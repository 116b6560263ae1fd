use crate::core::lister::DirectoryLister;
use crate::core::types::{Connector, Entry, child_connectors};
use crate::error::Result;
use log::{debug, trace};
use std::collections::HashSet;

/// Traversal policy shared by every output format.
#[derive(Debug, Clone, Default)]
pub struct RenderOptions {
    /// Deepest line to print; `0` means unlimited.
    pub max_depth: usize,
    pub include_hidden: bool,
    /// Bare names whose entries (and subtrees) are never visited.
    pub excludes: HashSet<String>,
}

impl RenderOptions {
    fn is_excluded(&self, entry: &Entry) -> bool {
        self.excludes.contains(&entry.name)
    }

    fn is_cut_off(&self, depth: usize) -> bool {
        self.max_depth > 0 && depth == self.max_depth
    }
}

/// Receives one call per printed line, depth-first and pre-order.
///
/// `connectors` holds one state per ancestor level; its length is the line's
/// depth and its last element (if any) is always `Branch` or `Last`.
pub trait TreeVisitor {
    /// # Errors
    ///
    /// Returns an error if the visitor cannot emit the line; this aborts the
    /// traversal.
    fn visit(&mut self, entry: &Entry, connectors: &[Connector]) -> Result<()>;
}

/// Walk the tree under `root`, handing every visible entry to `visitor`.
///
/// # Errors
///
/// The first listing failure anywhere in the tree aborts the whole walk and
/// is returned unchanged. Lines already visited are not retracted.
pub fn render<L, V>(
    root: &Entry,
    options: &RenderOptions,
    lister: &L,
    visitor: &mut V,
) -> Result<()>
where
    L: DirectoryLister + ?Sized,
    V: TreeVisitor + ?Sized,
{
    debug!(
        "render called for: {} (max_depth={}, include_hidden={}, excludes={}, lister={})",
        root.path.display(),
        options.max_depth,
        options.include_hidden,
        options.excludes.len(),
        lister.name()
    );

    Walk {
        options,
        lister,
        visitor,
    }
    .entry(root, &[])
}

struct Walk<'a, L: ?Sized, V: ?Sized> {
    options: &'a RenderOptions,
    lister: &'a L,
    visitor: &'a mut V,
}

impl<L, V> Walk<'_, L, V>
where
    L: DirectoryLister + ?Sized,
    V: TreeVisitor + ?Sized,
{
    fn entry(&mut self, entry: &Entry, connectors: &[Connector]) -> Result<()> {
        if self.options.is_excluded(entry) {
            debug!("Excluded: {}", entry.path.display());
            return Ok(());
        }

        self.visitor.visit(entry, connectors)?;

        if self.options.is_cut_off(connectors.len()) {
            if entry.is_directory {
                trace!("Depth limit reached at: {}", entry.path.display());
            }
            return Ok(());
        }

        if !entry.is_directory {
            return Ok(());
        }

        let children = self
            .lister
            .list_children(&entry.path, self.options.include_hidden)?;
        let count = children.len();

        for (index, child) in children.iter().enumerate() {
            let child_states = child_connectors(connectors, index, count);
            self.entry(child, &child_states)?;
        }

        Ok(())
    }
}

================================

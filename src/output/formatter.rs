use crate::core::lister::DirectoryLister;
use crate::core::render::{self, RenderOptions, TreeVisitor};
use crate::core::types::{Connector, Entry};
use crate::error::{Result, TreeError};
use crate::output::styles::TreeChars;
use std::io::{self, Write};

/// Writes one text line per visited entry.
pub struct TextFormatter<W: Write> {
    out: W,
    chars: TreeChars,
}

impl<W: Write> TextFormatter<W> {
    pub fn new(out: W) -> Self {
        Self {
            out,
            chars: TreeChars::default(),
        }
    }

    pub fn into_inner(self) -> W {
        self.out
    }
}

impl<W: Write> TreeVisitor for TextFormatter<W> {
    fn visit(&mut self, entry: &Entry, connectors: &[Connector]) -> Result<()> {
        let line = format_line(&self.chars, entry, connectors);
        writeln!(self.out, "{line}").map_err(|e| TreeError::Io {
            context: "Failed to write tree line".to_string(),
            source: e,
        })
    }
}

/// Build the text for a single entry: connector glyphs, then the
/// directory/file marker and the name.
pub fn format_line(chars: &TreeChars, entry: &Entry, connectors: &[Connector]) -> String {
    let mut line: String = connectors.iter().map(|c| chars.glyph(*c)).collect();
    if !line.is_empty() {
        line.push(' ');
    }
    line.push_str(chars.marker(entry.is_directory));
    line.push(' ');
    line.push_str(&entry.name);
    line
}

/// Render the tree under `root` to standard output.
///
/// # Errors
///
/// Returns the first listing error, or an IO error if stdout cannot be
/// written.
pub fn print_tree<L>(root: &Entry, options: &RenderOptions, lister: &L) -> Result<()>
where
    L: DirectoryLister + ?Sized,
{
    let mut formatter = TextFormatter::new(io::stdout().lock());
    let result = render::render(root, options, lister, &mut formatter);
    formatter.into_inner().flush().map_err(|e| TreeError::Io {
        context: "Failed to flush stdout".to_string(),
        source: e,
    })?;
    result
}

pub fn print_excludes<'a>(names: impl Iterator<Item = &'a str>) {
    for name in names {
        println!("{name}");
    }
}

================================

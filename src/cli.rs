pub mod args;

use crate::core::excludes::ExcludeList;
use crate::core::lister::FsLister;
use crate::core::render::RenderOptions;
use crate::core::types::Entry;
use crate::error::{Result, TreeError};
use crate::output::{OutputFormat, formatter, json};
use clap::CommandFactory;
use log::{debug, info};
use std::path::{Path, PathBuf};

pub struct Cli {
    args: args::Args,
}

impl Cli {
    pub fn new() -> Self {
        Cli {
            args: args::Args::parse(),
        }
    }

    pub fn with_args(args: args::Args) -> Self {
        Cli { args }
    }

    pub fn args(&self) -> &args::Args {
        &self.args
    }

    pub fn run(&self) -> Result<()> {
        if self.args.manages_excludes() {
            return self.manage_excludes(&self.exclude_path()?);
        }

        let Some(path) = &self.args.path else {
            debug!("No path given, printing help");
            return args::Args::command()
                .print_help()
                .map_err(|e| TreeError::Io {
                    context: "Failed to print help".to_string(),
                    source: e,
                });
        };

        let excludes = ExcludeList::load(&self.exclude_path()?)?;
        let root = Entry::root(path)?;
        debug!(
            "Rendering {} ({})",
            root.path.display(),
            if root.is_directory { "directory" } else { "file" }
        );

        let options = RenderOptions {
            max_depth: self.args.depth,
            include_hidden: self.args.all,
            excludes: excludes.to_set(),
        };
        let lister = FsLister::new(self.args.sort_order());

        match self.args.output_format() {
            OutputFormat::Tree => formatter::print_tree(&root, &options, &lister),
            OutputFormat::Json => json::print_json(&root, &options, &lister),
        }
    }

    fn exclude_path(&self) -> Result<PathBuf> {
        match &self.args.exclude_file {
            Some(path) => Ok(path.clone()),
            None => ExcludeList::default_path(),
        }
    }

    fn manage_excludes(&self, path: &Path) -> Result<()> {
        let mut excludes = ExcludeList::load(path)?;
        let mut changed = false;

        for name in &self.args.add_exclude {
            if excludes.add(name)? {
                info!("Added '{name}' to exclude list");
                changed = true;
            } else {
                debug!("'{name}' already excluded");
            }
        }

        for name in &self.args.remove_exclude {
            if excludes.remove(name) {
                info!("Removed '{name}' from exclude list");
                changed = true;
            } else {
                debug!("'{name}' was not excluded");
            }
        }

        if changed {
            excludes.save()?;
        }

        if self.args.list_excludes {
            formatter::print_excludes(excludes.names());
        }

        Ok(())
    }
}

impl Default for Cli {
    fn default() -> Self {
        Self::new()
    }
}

================================

→ **What you should do**
From the listing above, pick out each line where the word "match" appears.

→ **Solved exercise**
        match self.args.output_format() {
        match &self.args.exclude_file {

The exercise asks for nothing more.